I cite the relevant passage here for convenience:

 

-----------------------------------------------------------

How can you know if you do have the real drive to do research on a particular topic? Perhaps the surest sign is that the work is fun. Richard Feynman, in a wonderful collection of anecdotes from his life ("not an autobiography," he insisted) gives a classic example of this. Some students in the cafeteria were tossing around a dinner plate like a frisbee. It was wobbling, and the red Cornell medallion on the plate seemed to be revolving faster than the wobble. Feynman set out to calculate the relation between the two rates and found a remarkably simple two-to-one ratio.

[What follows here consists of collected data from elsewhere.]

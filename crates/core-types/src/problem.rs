use core::fmt;
use core::str::FromStr;

use serde::{Deserialize, Serialize};
use thiserror::Error;

/// The closed problem taxonomy observed on the ACME protocol surface.
///
/// The wire strings are part of the protocol contract and must round-trip
/// bit-exact. Values arriving from a remote that fall outside the taxonomy
/// fail to decode; the transport layer surfaces them as `serverInternal`
/// while the original value is preserved for the differential audit line.
#[derive(Copy, Clone, Debug, PartialEq, Eq, Hash, Serialize, Deserialize)]
#[serde(try_from = "String", into = "String")]
pub enum ProblemKind {
    Connection,
    Dns,
    Tls,
    Unauthorized,
    Malformed,
    Caa,
    OrderNotReady,
    ServerInternal,
}

#[derive(Clone, Debug, PartialEq, Eq, Error)]
#[error("unrecognized problem type {0:?}")]
pub struct UnknownProblemKind(pub String);

impl ProblemKind {
    pub fn as_str(&self) -> &'static str {
        match self {
            Self::Connection => "connection",
            Self::Dns => "dns",
            Self::Tls => "tls",
            Self::Unauthorized => "unauthorized",
            Self::Malformed => "malformed",
            Self::Caa => "caa",
            Self::OrderNotReady => "orderNotReady",
            Self::ServerInternal => "serverInternal",
        }
    }

    /// The HTTP status carried by problem documents of this kind.
    pub fn http_status(&self) -> u16 {
        match self {
            Self::Unauthorized | Self::Caa | Self::OrderNotReady => 403,
            Self::ServerInternal => 500,
            Self::Connection | Self::Dns | Self::Tls | Self::Malformed => 400,
        }
    }
}

impl fmt::Display for ProblemKind {
    fn fmt(&self, f: &mut fmt::Formatter<'_>) -> fmt::Result {
        f.write_str(self.as_str())
    }
}

impl FromStr for ProblemKind {
    type Err = UnknownProblemKind;

    fn from_str(s: &str) -> Result<Self, Self::Err> {
        match s {
            "connection" => Ok(Self::Connection),
            "dns" => Ok(Self::Dns),
            "tls" => Ok(Self::Tls),
            "unauthorized" => Ok(Self::Unauthorized),
            "malformed" => Ok(Self::Malformed),
            "caa" => Ok(Self::Caa),
            "orderNotReady" => Ok(Self::OrderNotReady),
            "serverInternal" => Ok(Self::ServerInternal),
            _ => Err(UnknownProblemKind(s.to_string())),
        }
    }
}

impl TryFrom<String> for ProblemKind {
    type Error = UnknownProblemKind;

    fn try_from(s: String) -> Result<Self, Self::Error> {
        s.parse()
    }
}

impl From<ProblemKind> for String {
    fn from(value: ProblemKind) -> Self {
        value.as_str().to_string()
    }
}

/// An ACME-style problem document. Absence of a problem means success.
#[derive(Clone, Debug, PartialEq, Eq, Serialize, Deserialize)]
pub struct Problem {
    #[serde(rename = "type")]
    pub kind: ProblemKind,
    pub detail: String,
    pub status: u16,
}

impl Problem {
    pub fn new(kind: ProblemKind, detail: impl Into<String>) -> Self {
        Self {
            kind,
            detail: detail.into(),
            status: kind.http_status(),
        }
    }

    pub fn connection(detail: impl Into<String>) -> Self {
        Self::new(ProblemKind::Connection, detail)
    }

    pub fn dns(detail: impl Into<String>) -> Self {
        Self::new(ProblemKind::Dns, detail)
    }

    pub fn tls(detail: impl Into<String>) -> Self {
        Self::new(ProblemKind::Tls, detail)
    }

    pub fn unauthorized(detail: impl Into<String>) -> Self {
        Self::new(ProblemKind::Unauthorized, detail)
    }

    pub fn malformed(detail: impl Into<String>) -> Self {
        Self::new(ProblemKind::Malformed, detail)
    }

    pub fn caa(detail: impl Into<String>) -> Self {
        Self::new(ProblemKind::Caa, detail)
    }

    pub fn order_not_ready(detail: impl Into<String>) -> Self {
        Self::new(ProblemKind::OrderNotReady, detail)
    }

    pub fn server_internal(detail: impl Into<String>) -> Self {
        Self::new(ProblemKind::ServerInternal, detail)
    }

    /// The same problem with its detail prefixed, keeping kind and status.
    pub fn with_detail_prefix(&self, prefix: &str) -> Self {
        Self {
            kind: self.kind,
            detail: format!("{prefix}{}", self.detail),
            status: self.status,
        }
    }
}

impl fmt::Display for Problem {
    fn fmt(&self, f: &mut fmt::Formatter<'_>) -> fmt::Result {
        write!(f, "{} :: {}", self.kind, self.detail)
    }
}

He showed his work to a senior colleague, Hans Bethe.

`He says, "Feynman, that's pretty interesting, but what's the importance of it? Why are you doing it?"

"There's no importance whatsoever. I'm just doing it for the fun of it." ... And before I knew it ... I was "playing" -- working, really. ... It was effortless. There was no importance to what I was doing, but ultimately there was. The diagrams and the whole business that I got the Nobel Prize for came from that piddling around with the wobbling plate.'

Feynman uses a very revealing word: "playing." If your work is as enjoyable to you as play, that is a good sign that the topic suits you.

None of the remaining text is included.